Полковник поймал себя на том, что назвал ее дочкой. Это заметил и Gran Maestro, и сама девушка. Но для каждого из них слово это прозвучало по-разному.
– Я решил придержать его для вас, на случай, если придут pescecani. Они сейчас играют на Лидо. Не думайте, что я хочу его вам сбыть.
– С удовольствием съем омара, – сказала девушка. – Холодного, с майонезом. Майонез, пожалуйста, поострее. – Она сказала это по-итальянски. – А омар – это не очень дорого? – озабоченно спросила она полковника.
– Ay, hija mia![34] – Потрогай, что у тебя в правом кармане? – сказала она.
– Я позабочусь, чтобы он не стоил слишком дорого, – сказал Gran Maestro. – А могу и сам за него заплатить. Недельного жалованья хватит с избытком.

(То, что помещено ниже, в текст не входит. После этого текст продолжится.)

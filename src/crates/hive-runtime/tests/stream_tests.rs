//! Stream and runtime behavior: concurrency caps, trigger ordering,
//! cancellation, shutdown, pause/resume through the runtime.

use hive_core::{
    EventFilter, ExecutionStatus, FunctionRegistry, GraphSpec, ScriptedProvider, TriggerKind,
};
use hive_runtime::{AgentRuntime, StreamConfig};
use serde_json::{json, Map, Value};
use std::sync::atomic::{AtomicUsize, Ordering};
use std::sync::Arc;
use std::time::Duration;

/// Single-node graph running the registered `work` function.
fn work_graph() -> GraphSpec {
    GraphSpec::from_value(json!({
        "id": "work",
        "goal_id": "g",
        "entry_node": "work",
        "terminal_nodes": ["work"],
        "nodes": [
            {"id": "work", "name": "work", "type": "function", "function": "work",
             "input_keys": [], "output_keys": ["out"]}
        ],
        "edges": []
    }))
    .unwrap()
}

fn pausing_graph() -> GraphSpec {
    GraphSpec::from_value(json!({
        "id": "pausing",
        "goal_id": "g",
        "entry_node": "ask",
        "terminal_nodes": ["done"],
        "nodes": [
            {"id": "ask", "name": "ask", "type": "client_input",
             "input_keys": [], "output_keys": ["answer"]},
            {"id": "done", "name": "done", "type": "function",
             "input_keys": ["answer"], "output_keys": ["answer"]}
        ],
        "edges": [
            {"id": "e1", "source": "ask", "target": "done", "condition": "always"}
        ]
    }))
    .unwrap()
}

fn runtime_with(graph: GraphSpec, functions: FunctionRegistry) -> AgentRuntime {
    AgentRuntime::builder(graph)
        .with_llm(Arc::new(ScriptedProvider::new()))
        .with_functions(functions)
        .with_checkpoints(Arc::new(hive_checkpoint::InMemoryCheckpointStore::new()))
        .build()
        .unwrap()
}

#[tokio::test]
async fn test_concurrency_never_exceeds_cap() {
    let in_flight = Arc::new(AtomicUsize::new(0));
    let peak = Arc::new(AtomicUsize::new(0));

    let mut functions = FunctionRegistry::new();
    {
        let in_flight = in_flight.clone();
        let peak = peak.clone();
        functions.register("work", move |_: Value| {
            let in_flight = in_flight.clone();
            let peak = peak.clone();
            async move {
                let now = in_flight.fetch_add(1, Ordering::SeqCst) + 1;
                peak.fetch_max(now, Ordering::SeqCst);
                tokio::time::sleep(Duration::from_millis(30)).await;
                in_flight.fetch_sub(1, Ordering::SeqCst);
                Ok(json!({"out": true}))
            }
        });
    }

    let runtime = runtime_with(work_graph(), functions);
    let stream = runtime
        .add_stream(StreamConfig::new("s1", TriggerKind::EventLoop).with_max_concurrency(2))
        .unwrap();

    let mut ids = Vec::new();
    for _ in 0..6 {
        ids.push(stream.trigger(Map::new()).await.unwrap());
    }
    for id in &ids {
        let log = stream.wait_for(id).await.unwrap();
        assert_eq!(log.status, ExecutionStatus::Completed);
    }

    assert!(peak.load(Ordering::SeqCst) <= 2, "peak {peak:?} exceeded cap");
    assert_eq!(stream.running_count(), 0);
}

#[tokio::test]
async fn test_executions_start_in_trigger_order() {
    let order = Arc::new(parking_lot::Mutex::new(Vec::new()));

    let mut functions = FunctionRegistry::new();
    {
        let order = order.clone();
        functions.register("work", move |args: Value| {
            let order = order.clone();
            async move {
                order.lock().push(args["i"].as_i64().unwrap_or(-1));
                Ok(json!({"out": true}))
            }
        });
    }

    let graph = GraphSpec::from_value(json!({
        "id": "ordered",
        "goal_id": "g",
        "entry_node": "work",
        "terminal_nodes": ["work"],
        "nodes": [
            {"id": "work", "name": "work", "type": "function", "function": "work",
             "input_keys": ["i"], "output_keys": ["out"]}
        ],
        "edges": []
    }))
    .unwrap();

    let runtime = runtime_with(graph, functions);
    let stream = runtime
        .add_stream(StreamConfig::new("s1", TriggerKind::Cron))
        .unwrap();
    // Cron streams default to a concurrency of one.
    assert_eq!(stream.trigger_kind(), TriggerKind::Cron);

    let mut ids = Vec::new();
    for i in 0..5 {
        let mut input = Map::new();
        input.insert("i".to_string(), json!(i));
        ids.push(stream.trigger(input).await.unwrap());
    }
    for id in &ids {
        stream.wait_for(id).await.unwrap();
    }

    assert_eq!(*order.lock(), vec![0, 1, 2, 3, 4]);
}

#[tokio::test]
async fn test_execution_ids_are_unique() {
    let mut functions = FunctionRegistry::new();
    functions.register("work", |_| async { Ok(json!({"out": true})) });
    let runtime = runtime_with(work_graph(), functions);
    let stream = runtime
        .add_stream(StreamConfig::new("s1", TriggerKind::Manual))
        .unwrap();

    let mut ids = std::collections::HashSet::new();
    for _ in 0..10 {
        assert!(ids.insert(stream.trigger(Map::new()).await.unwrap()));
    }
}

#[tokio::test]
async fn test_cancel_running_execution() {
    let mut functions = FunctionRegistry::new();
    functions.register("work", |_: Value| async {
        tokio::time::sleep(Duration::from_secs(60)).await;
        Ok(json!({"out": true}))
    });

    let runtime = runtime_with(work_graph(), functions);
    let stream = runtime
        .add_stream(StreamConfig::new("s1", TriggerKind::Manual))
        .unwrap();

    let id = stream.trigger(Map::new()).await.unwrap();
    tokio::time::sleep(Duration::from_millis(20)).await;
    stream.cancel(&id).unwrap();

    let log = stream.wait_for(&id).await.unwrap();
    assert_eq!(log.status, ExecutionStatus::Cancelled);
}

#[tokio::test]
async fn test_stop_cancels_everything_and_is_idempotent() {
    let mut functions = FunctionRegistry::new();
    functions.register("work", |_: Value| async {
        tokio::time::sleep(Duration::from_secs(60)).await;
        Ok(json!({"out": true}))
    });

    let runtime = runtime_with(work_graph(), functions);
    let stream = runtime
        .add_stream(StreamConfig::new("s1", TriggerKind::EventLoop).with_max_concurrency(4))
        .unwrap();

    let mut ids = Vec::new();
    for _ in 0..3 {
        ids.push(stream.trigger(Map::new()).await.unwrap());
    }
    tokio::time::sleep(Duration::from_millis(20)).await;

    stream.stop().await;
    stream.stop().await; // idempotent

    assert_eq!(stream.running_count(), 0);
    for id in &ids {
        let log = stream.wait_for(id).await.unwrap();
        assert_eq!(log.status, ExecutionStatus::Cancelled);
    }
    assert!(stream.trigger(Map::new()).await.is_err());
}

#[tokio::test]
async fn test_recent_ring_is_bounded() {
    let mut functions = FunctionRegistry::new();
    functions.register("work", |_| async { Ok(json!({"out": true})) });

    let runtime = runtime_with(work_graph(), functions);
    let stream = runtime
        .add_stream(
            StreamConfig::new("s1", TriggerKind::Manual)
                .with_max_concurrency(1)
                .with_history(2),
        )
        .unwrap();

    let mut ids = Vec::new();
    for _ in 0..3 {
        let id = stream.trigger(Map::new()).await.unwrap();
        stream.wait_for(&id).await.unwrap();
        ids.push(id);
    }

    let recent = stream.recent();
    assert_eq!(recent.len(), 2);
    // Oldest run evicted.
    assert!(recent.iter().all(|log| log.run_id != ids[0]));
}

#[tokio::test]
async fn test_pause_and_resume_through_runtime() {
    let runtime = runtime_with(pausing_graph(), FunctionRegistry::new());
    let sub = runtime.subscribe(EventFilter::all());
    let stream = runtime
        .add_stream(StreamConfig::new("chat", TriggerKind::Chat))
        .unwrap();

    let id = stream.trigger(Map::new()).await.unwrap();
    let log = stream.wait_for(&id).await.unwrap();
    assert_eq!(log.status, ExecutionStatus::Paused);

    let log = runtime.resume(&id, json!({"answer": "ok"})).await.unwrap();
    assert_eq!(log.status, ExecutionStatus::Completed);
    assert_eq!(log.final_output, json!({"answer": "ok"}));

    // One combined, gapless sequence across pause and resume.
    let events: Vec<_> = std::iter::from_fn(|| sub.try_recv())
        .filter(|e| e.execution_id == id)
        .collect();
    for (i, event) in events.iter().enumerate() {
        assert_eq!(event.seq, (i + 1) as u64);
    }
    assert!(events
        .iter()
        .any(|e| e.event_type() == "client_input_requested"));
}

#[tokio::test]
async fn test_resume_without_checkpoint_fails() {
    let runtime = runtime_with(pausing_graph(), FunctionRegistry::new());
    let err = runtime.resume("no-such-execution", json!({})).await.unwrap_err();
    assert!(matches!(err, hive_runtime::RuntimeError::NoCheckpoint(_)));
}

#[tokio::test]
async fn test_duplicate_stream_id_rejected() {
    let mut functions = FunctionRegistry::new();
    functions.register("work", |_| async { Ok(json!({"out": true})) });
    let runtime = runtime_with(work_graph(), functions);

    runtime
        .add_stream(StreamConfig::new("s1", TriggerKind::Manual))
        .unwrap();
    assert!(runtime
        .add_stream(StreamConfig::new("s1", TriggerKind::Manual))
        .is_err());
}

#[tokio::test]
async fn test_cron_driver_ticks() {
    let runs = Arc::new(AtomicUsize::new(0));
    let mut functions = FunctionRegistry::new();
    {
        let runs = runs.clone();
        functions.register("work", move |args: Value| {
            let runs = runs.clone();
            async move {
                assert!(args["tick"].is_u64());
                runs.fetch_add(1, Ordering::SeqCst);
                Ok(json!({"out": true}))
            }
        });
    }

    let graph = GraphSpec::from_value(json!({
        "id": "cron",
        "goal_id": "g",
        "entry_node": "work",
        "terminal_nodes": ["work"],
        "nodes": [
            {"id": "work", "name": "work", "type": "function", "function": "work",
             "input_keys": ["tick"], "output_keys": ["out"]}
        ],
        "edges": []
    }))
    .unwrap();

    let runtime = runtime_with(graph, functions);
    let stream = runtime
        .add_stream(StreamConfig::new("cron", TriggerKind::Cron))
        .unwrap();
    stream.run_cron(Duration::from_millis(10));

    tokio::time::sleep(Duration::from_millis(80)).await;
    runtime.shutdown().await;

    assert!(runs.load(Ordering::SeqCst) >= 2, "cron never fired");
}

#[tokio::test]
async fn test_shutdown_stops_all_streams() {
    let mut functions = FunctionRegistry::new();
    functions.register("work", |_| async { Ok(json!({"out": true})) });
    let runtime = runtime_with(work_graph(), functions);

    let a = runtime
        .add_stream(StreamConfig::new("a", TriggerKind::Manual))
        .unwrap();
    let b = runtime
        .add_stream(StreamConfig::new("b", TriggerKind::Webhook))
        .unwrap();
    assert!(a.is_running() && b.is_running());

    runtime.shutdown().await;
    assert!(!a.is_running() && !b.is_running());
}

– Нет, он уже продан Тресту, – сказал полковник; слово «трест» означало в военном коде войска, оккупирующие Триест. – Мне на это хватит денежного жалованья.

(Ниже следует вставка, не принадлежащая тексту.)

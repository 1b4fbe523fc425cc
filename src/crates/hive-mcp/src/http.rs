//! HTTP MCP client: one JSON-RPC request per POST.
//!
//! Implements the streamable-HTTP transport shape: POST a single JSON-RPC
//! message with `Accept: application/json, text/event-stream`, parse either
//! a plain JSON body or the first JSON-RPC response in an SSE body, and
//! echo the server's `Mcp-Session-Id` header on subsequent requests.
//! Unlike stdio, HTTP clients may issue concurrent requests.

use crate::error::{McpError, Result};
use crate::protocol::{JsonRpcNotification, JsonRpcRequest, JsonRpcResponse};
use crate::{CLIENT_NAME, PROTOCOL_VERSION};
use parking_lot::Mutex;
use serde_json::{json, Value};
use std::sync::atomic::{AtomicI64, Ordering};
use std::time::Duration;
use tokio_util::sync::CancellationToken;
use tracing::debug;

const SESSION_HEADER: &str = "Mcp-Session-Id";
const PROTOCOL_HEADER: &str = "Mcp-Protocol-Version";

/// MCP client over HTTP.
pub struct HttpClient {
    client: reqwest::Client,
    url: String,
    /// Extra headers (auth etc.) sent on every request.
    headers: Vec<(String, String)>,
    session_id: Mutex<Option<String>>,
    next_id: AtomicI64,
}

impl HttpClient {
    pub fn new(url: impl Into<String>) -> Self {
        Self {
            client: reqwest::Client::new(),
            url: url.into(),
            headers: Vec::new(),
            session_id: Mutex::new(None),
            next_id: AtomicI64::new(1),
        }
    }

    pub fn with_header(mut self, name: impl Into<String>, value: impl Into<String>) -> Self {
        self.headers.push((name.into(), value.into()));
        self
    }

    /// Perform the initialize handshake against the server URL.
    pub async fn connect(&self) -> Result<()> {
        *self.session_id.lock() = None;
        let result = self
            .request(
                "initialize",
                json!({
                    "protocolVersion": PROTOCOL_VERSION,
                    "capabilities": { "tools": {} },
                    "clientInfo": {
                        "name": CLIENT_NAME,
                        "version": env!("CARGO_PKG_VERSION"),
                    },
                }),
                Duration::from_secs(20),
                &CancellationToken::new(),
            )
            .await
            .map_err(|e| match e {
                McpError::ToolError { code, message } => McpError::HandshakeFailed(format!(
                    "server refused initialize ({code}): {message}"
                )),
                McpError::Timeout { .. } => {
                    McpError::HandshakeFailed("timed out waiting for initialize".into())
                }
                other => other,
            })?;
        debug!(url = %self.url, info = %result, "MCP handshake complete");

        self.post_notification("notifications/initialized", json!({}))
            .await?;
        Ok(())
    }

    fn builder(&self, body: Value, timeout: Duration) -> reqwest::RequestBuilder {
        let mut builder = self
            .client
            .post(&self.url)
            .timeout(timeout)
            .header("Accept", "application/json, text/event-stream")
            .header(PROTOCOL_HEADER, PROTOCOL_VERSION)
            .json(&body);
        for (name, value) in &self.headers {
            builder = builder.header(name, value);
        }
        if let Some(session) = self.session_id.lock().clone() {
            builder = builder.header(SESSION_HEADER, session);
        }
        builder
    }

    async fn post_notification(&self, method: &str, params: Value) -> Result<()> {
        let body = serde_json::to_value(JsonRpcNotification::new(method, params))?;
        let response = self
            .builder(body, Duration::from_secs(10))
            .send()
            .await
            .map_err(|e| McpError::Transport(e.to_string()))?;
        if !response.status().is_success() && response.status() != reqwest::StatusCode::ACCEPTED {
            return Err(McpError::Transport(format!(
                "notification rejected with status {}",
                response.status()
            )));
        }
        Ok(())
    }

    /// Issue one JSON-RPC request over POST under a deadline.
    pub async fn request(
        &self,
        method: &str,
        params: Value,
        timeout: Duration,
        cancel: &CancellationToken,
    ) -> Result<Value> {
        let id = self.next_id.fetch_add(1, Ordering::SeqCst);
        let body = serde_json::to_value(JsonRpcRequest::new(id, method, params))?;

        let send = async {
            let response = self
                .builder(body, timeout)
                .send()
                .await
                .map_err(|e| {
                    if e.is_timeout() {
                        McpError::Timeout {
                            ms: timeout.as_millis() as u64,
                        }
                    } else {
                        McpError::Transport(e.to_string())
                    }
                })?;

            if let Some(session) = response.headers().get(SESSION_HEADER) {
                if let Ok(session) = session.to_str() {
                    *self.session_id.lock() = Some(session.to_string());
                }
            }
            let status = response.status();
            let content_type = response
                .headers()
                .get(reqwest::header::CONTENT_TYPE)
                .and_then(|v| v.to_str().ok())
                .unwrap_or("")
                .to_string();
            let text = response
                .text()
                .await
                .map_err(|e| McpError::Transport(e.to_string()))?;
            if !status.is_success() {
                return Err(McpError::Transport(format!(
                    "POST returned {status}: {}",
                    text.chars().take(200).collect::<String>()
                )));
            }
            parse_response_body(&text, &content_type)
        };

        let response = tokio::select! {
            _ = cancel.cancelled() => return Err(McpError::Cancelled),
            response = send => response?,
        };

        if let Some(error) = response.error {
            return Err(McpError::ToolError {
                code: error.code,
                message: error.message,
            });
        }
        Ok(response.result.unwrap_or(Value::Null))
    }

    /// HTTP transports hold no persistent resources beyond the pool.
    pub async fn close(&self) {
        *self.session_id.lock() = None;
    }
}

/// Parse a JSON-RPC response from a plain JSON body or an SSE stream body
/// (the first `data:` payload carrying a result or error wins).
fn parse_response_body(body: &str, content_type: &str) -> Result<JsonRpcResponse> {
    if content_type.contains("text/event-stream") {
        for line in body.lines() {
            let Some(data) = line.strip_prefix("data:") else {
                continue;
            };
            let data = data.trim();
            if data.is_empty() || data == "[DONE]" {
                continue;
            }
            if let Ok(response) = serde_json::from_str::<JsonRpcResponse>(data) {
                if response.result.is_some() || response.error.is_some() {
                    return Ok(response);
                }
            }
        }
        Err(McpError::Transport(
            "SSE body contained no JSON-RPC response".into(),
        ))
    } else {
        serde_json::from_str(body)
            .map_err(|e| McpError::Transport(format!("response body is not JSON-RPC: {e}")))
    }
}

– Сунь руку в правый карман, и ты почувствуешь, какой ты богатый, – сказала девушка.
Gran Maestro сразу понял, что эта шутка не предназначена для чужих ушей, и молча удалился. Он радовался за девушку, которую уважал, и радовался за своего полковника.
– Я очень богатый, – сказал полковник, – но если ты будешь меня ими дразнить, я их тебе отдам, тут же, на глазах у всех, возьму и положу прямо на скатерть.
Теперь он дразнил ее сам, опрометью кинувшись в контратаку.
– Нет, не отдашь, – сказала она. – Ты уже их полюбил.
– Мало ли что! Я могу кинуть все, что люблю, с самого высокого утеса, какой только есть на свете, и уйду, даже не обернувшись.
– Нет, не можешь, – сказала девушка. – Ты меня не кинешь с высокого утеса.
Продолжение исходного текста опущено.